Crenshaw on Monday afternoon clarified his comments on Twitter and said using Pennsylvania was the “wrong example.“
“But the point remains: Unsolicited mail-in ballots is fraught with potential abuse and mistakes,” he said. “Currently nine states are doing that.”
Nine states are automatically mailing all voters ballots this year, regardless of whether they requested one or not. Five of those states — Colorado, Washington, Oregon, Utah and Hawaii — do it as a regular course. Four states — California, Nevada, New Jersey and Vermont — have added it because of the pandemic, as has Washington, D.C.
Montana has also given counties the option to do so, and most of them have taken advantage of it.
Trump has repeatedly cast doubt on officials in Michigan, Nevada, North Carolina and elsewhere, and accused them of trying to “steal” the election on behalf of Democrats.

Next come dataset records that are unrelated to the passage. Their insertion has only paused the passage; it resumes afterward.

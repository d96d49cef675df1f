//! Platform-wide settings row.

use serde::Serialize;
use sqlx::FromRow;
use vantage_core::types::{EntityId, Timestamp};

/// The single row of `platform_settings`.
#[derive(Debug, Clone, FromRow, Serialize)]
pub struct PlatformSettings {
    pub id: i16,
    /// Ceiling markings of the data-sharing policy. Empty means no ceiling
    /// is configured.
    pub data_sharing_max_markings: Vec<EntityId>,
    pub created_at: Timestamp,
    pub updated_at: Timestamp,
}
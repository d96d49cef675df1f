use axum::extract::State;
use axum::{routing::get, Json, Router};
use serde::Serialize;

use crate::state::AppState;

/// Health check response payload.
#[derive(Serialize)]
pub struct HealthResponse {
    /// Overall service status.
    pub status: &'static str,
    /// Crate version from Cargo.toml.
    pub version: &'static str,
    /// Whether the database is reachable.
    pub db_healthy: bool,
    /// Engine query slots currently free.
    pub query_slots_available: usize,
}

/// GET /health -- returns service and database health.
async fn health_check(State(state): State<AppState>) -> Json<HealthResponse> {
    let db_healthy = vantage_db::health_check(&state.pool).await.is_ok();

    let status = if db_healthy { "ok" } else { "degraded" };

    Json(HealthResponse {
        status,
        version: env!("CARGO_PKG_VERSION"),
        db_healthy,
        query_slots_available: state.widgets.budget().available(),
    })
}

/// Mount health check routes (intended for root-level, NOT under `/api/v1`).
pub fn router() -> Router<AppState> {
    Router::new().route("/health", get(health_check))
}
/// Primary keys of platform users (PostgreSQL BIGSERIAL).
pub type DbId = i64;

/// Opaque identifiers of knowledge entities (dashboards, markings, workspaces).
pub type EntityId = uuid::Uuid;

/// All timestamps are UTC.
pub type Timestamp = chrono::DateTime<chrono::Utc>;
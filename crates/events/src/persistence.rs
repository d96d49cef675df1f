//! Durable audit persistence.
//!
//! [`AuditPersistence`] subscribes to the bus and writes every
//! [`topics::AUDIT_RECORDED`] event to `audit_logs`. Writes happen after the
//! audited mutation has already committed, so a failed write is logged and
//! never reaches the caller of that mutation.

use tokio::sync::broadcast;
use vantage_core::audit::AuditEntry;
use vantage_db::models::audit::{AuditLog, CreateAuditLog};
use vantage_db::repositories::AuditLogRepo;
use vantage_db::DbPool;

use crate::bus::PlatformEvent;
use crate::topics;

/// Background service that persists audit events.
pub struct AuditPersistence;

impl AuditPersistence {
    /// Run until the bus is dropped.
    pub async fn run(pool: DbPool, mut receiver: broadcast::Receiver<PlatformEvent>) {
        loop {
            match receiver.recv().await {
                Ok(event) if event.event_type == topics::AUDIT_RECORDED => {
                    if let Err(e) = Self::persist(&pool, &event).await {
                        tracing::error!(
                            error = %e,
                            entity_id = ?event.source_entity_id,
                            "Failed to persist audit event"
                        );
                    }
                }
                Ok(_) => {}
                Err(broadcast::error::RecvError::Lagged(n)) => {
                    tracing::warn!(skipped = n, "Audit persistence lagged, entries were lost");
                }
                Err(broadcast::error::RecvError::Closed) => {
                    tracing::info!("Event bus closed, audit persistence shutting down");
                    break;
                }
            }
        }
    }

    async fn persist(pool: &DbPool, event: &PlatformEvent) -> Result<AuditLog, sqlx::Error> {
        let entry: AuditEntry = serde_json::from_value(event.payload.clone())
            .map_err(|e| sqlx::Error::Decode(Box::new(e)))?;
        AuditLogRepo::insert(pool, &CreateAuditLog::from(entry)).await
    }
}
//! Change notifications and audit persistence.
//!
//! - [`EventBus`]: in-process publish/subscribe hub backed by
//!   `tokio::sync::broadcast`.
//! - [`PlatformEvent`]: the event envelope, published on a [`topics`] name.
//! - [`AuditPersistence`]: background subscriber that durably writes audit
//!   events to the `audit_logs` table.

pub mod bus;
pub mod persistence;
pub mod topics;

pub use bus::{EventBus, PlatformEvent};
pub use persistence::AuditPersistence;
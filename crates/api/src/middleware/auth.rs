//! Bearer-token authentication for the lifecycle surface.
//!
//! Only `/public-dashboards` handlers take [`AuthUser`]. The anonymous widget
//! handlers never do, so a public dashboard's scoped identity has no path
//! into any mutation.

use axum::extract::FromRequestParts;
use axum::http::header::AUTHORIZATION;
use axum::http::request::Parts;
use axum::http::HeaderMap;
use vantage_core::error::CoreError;
use vantage_core::roles::is_known_role;
use vantage_core::types::DbId;

use crate::auth::jwt::validate_token;
use crate::error::AppError;
use crate::state::AppState;

/// Caller of a lifecycle endpoint, taken from a valid access token.
#[derive(Debug, Clone)]
pub struct AuthUser {
    pub user_id: DbId,
    /// One of the platform roles in [`vantage_core::roles`].
    pub role: String,
}

/// Extract the token from `Authorization: Bearer <token>`.
///
/// The scheme is matched case-insensitively.
pub fn bearer_token(headers: &HeaderMap) -> Result<&str, CoreError> {
    let value = headers
        .get(AUTHORIZATION)
        .ok_or_else(|| CoreError::Unauthorized("Missing Authorization header".into()))?
        .to_str()
        .map_err(|_| CoreError::Unauthorized("Malformed Authorization header".into()))?;

    match value.split_once(' ') {
        Some((scheme, token)) if scheme.eq_ignore_ascii_case("bearer") && !token.is_empty() => {
            Ok(token.trim())
        }
        _ => Err(CoreError::Unauthorized(
            "Invalid Authorization format. Expected: Bearer <token>".into(),
        )),
    }
}

impl FromRequestParts<AppState> for AuthUser {
    type Rejection = AppError;

    async fn from_request_parts(
        parts: &mut Parts,
        state: &AppState,
    ) -> Result<Self, Self::Rejection> {
        let token = bearer_token(&parts.headers)?;

        let claims = validate_token(token, &state.config.jwt).map_err(|e| {
            tracing::debug!(error = %e, "Rejected access token");
            CoreError::Unauthorized("Invalid or expired token".into())
        })?;

        if !is_known_role(&claims.role) {
            tracing::warn!(user_id = claims.sub, role = %claims.role, "Token carries unknown role");
            return Err(CoreError::Unauthorized("Invalid or expired token".into()).into());
        }

        Ok(AuthUser {
            user_id: claims.sub,
            role: claims.role,
        })
    }
}

#[cfg(test)]
mod tests {
    use super::*;
    use axum::http::HeaderValue;

    fn headers(value: &str) -> HeaderMap {
        let mut headers = HeaderMap::new();
        headers.insert(AUTHORIZATION, HeaderValue::from_str(value).unwrap());
        headers
    }

    #[test]
    fn accepts_bearer_in_any_case() {
        assert_eq!(bearer_token(&headers("Bearer abc.def")).unwrap(), "abc.def");
        assert_eq!(bearer_token(&headers("bearer abc.def")).unwrap(), "abc.def");
    }

    #[test]
    fn rejects_missing_or_foreign_schemes() {
        assert!(matches!(
            bearer_token(&HeaderMap::new()),
            Err(CoreError::Unauthorized(_))
        ));
        assert!(matches!(
            bearer_token(&headers("Basic dXNlcjpwYXNz")),
            Err(CoreError::Unauthorized(_))
        ));
        assert!(matches!(
            bearer_token(&headers("Bearer")),
            Err(CoreError::Unauthorized(_))
        ));
    }
}
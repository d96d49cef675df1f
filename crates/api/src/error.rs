use axum::http::StatusCode;
use axum::response::{IntoResponse, Response};
use serde_json::json;
use vantage_core::error::CoreError;

/// Application-level error type for HTTP handlers.
///
/// Wraps [`CoreError`] for domain errors and adds HTTP-specific variants.
/// Implements [`IntoResponse`] to produce consistent JSON error responses.
#[derive(Debug, thiserror::Error)]
pub enum AppError {
    /// A domain-level error from `vantage_core`.
    #[error(transparent)]
    Core(#[from] CoreError),

    /// A database error from sqlx.
    #[error("Database error: {0}")]
    Database(#[from] sqlx::Error),

    /// A bad request with a human-readable message.
    #[error("Bad request: {0}")]
    BadRequest(String),

    /// An internal error with a human-readable message.
    #[error("Internal error: {0}")]
    InternalError(String),
}

/// Convenience type alias for handler return values.
pub type AppResult<T> = Result<T, AppError>;

impl IntoResponse for AppError {
    fn into_response(self) -> Response {
        let (status, code, message) = match &self {
            AppError::Core(core) => classify_core_error(core),
            AppError::Database(err) => classify_sqlx_error(err),
            AppError::BadRequest(msg) => (StatusCode::BAD_REQUEST, "BAD_REQUEST", msg.clone()),
            AppError::InternalError(msg) => {
                tracing::error!(error = %msg, "Internal error");
                internal()
            }
        };

        let body = json!({
            "error": message,
            "code": code,
        });

        (status, axum::Json(body)).into_response()
    }
}

fn internal() -> (StatusCode, &'static str, String) {
    (
        StatusCode::INTERNAL_SERVER_ERROR,
        "INTERNAL_ERROR",
        "An internal error occurred".to_string(),
    )
}

fn classify_core_error(core: &CoreError) -> (StatusCode, &'static str, String) {
    match core {
        CoreError::NotFound { .. } => (StatusCode::NOT_FOUND, "NOT_FOUND", core.to_string()),
        CoreError::Validation(msg) => (StatusCode::BAD_REQUEST, "VALIDATION_ERROR", msg.clone()),
        CoreError::UnsupportedOperation(msg) => (
            StatusCode::BAD_REQUEST,
            "UNSUPPORTED_OPERATION",
            msg.clone(),
        ),
        CoreError::Policy(msg) => (StatusCode::FORBIDDEN, "POLICY_VIOLATION", msg.clone()),
        CoreError::CorruptManifest(msg) => {
            tracing::error!(error = %msg, "Corrupt dashboard manifest");
            (
                StatusCode::INTERNAL_SERVER_ERROR,
                "CORRUPT_MANIFEST",
                "Dashboard manifest could not be read".to_string(),
            )
        }
        CoreError::Upstream(_) => (
            StatusCode::BAD_GATEWAY,
            "UPSTREAM_FAILURE",
            "Query engine request failed".to_string(),
        ),
        CoreError::Cancelled => (
            StatusCode::REQUEST_TIMEOUT,
            "CANCELLED",
            core.to_string(),
        ),
        CoreError::Conflict(msg) => (StatusCode::CONFLICT, "CONFLICT", msg.clone()),
        CoreError::Unauthorized(msg) => (StatusCode::UNAUTHORIZED, "UNAUTHORIZED", msg.clone()),
        CoreError::Forbidden(msg) => (StatusCode::FORBIDDEN, "FORBIDDEN", msg.clone()),
        CoreError::Internal(msg) => {
            tracing::error!(error = %msg, "Internal core error");
            internal()
        }
    }
}

/// Classify a sqlx error into an HTTP status, error code, and message.
///
/// - `RowNotFound` maps to 404.
/// - Unique constraint violations (constraint name starting with `uq_`) map to 409.
/// - Everything else maps to 500 with a sanitized message.
fn classify_sqlx_error(err: &sqlx::Error) -> (StatusCode, &'static str, String) {
    match err {
        sqlx::Error::RowNotFound => (
            StatusCode::NOT_FOUND,
            "NOT_FOUND",
            "Resource not found".to_string(),
        ),
        sqlx::Error::Database(db_err) => {
            // PostgreSQL unique constraint violation: error code 23505
            if db_err.code().as_deref() == Some("23505") {
                let constraint = db_err.constraint().unwrap_or("unknown");
                if constraint.starts_with("uq_") {
                    return (
                        StatusCode::CONFLICT,
                        "CONFLICT",
                        format!("Duplicate value violates unique constraint: {constraint}"),
                    );
                }
            }
            tracing::error!(error = %db_err, "Database error");
            internal()
        }
        other => {
            tracing::error!(error = %other, "Database error");
            internal()
        }
    }
}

Trump has even suggested that voters in North Carolina mail in a ballot and then show up at polling places to try to vote, which is potentially illegal. Trump and others have also repeatedly cited false claims of rampant voter fraud, as well as pointed to real difficulties earlier this year in places like New York City’s Democratic primary contests to bolster their claims against mail-in voting.
“It’s impossible to make them accurate when you’ve undermined the rules of the game,” Crenshaw said during the interview, which aired on Monday.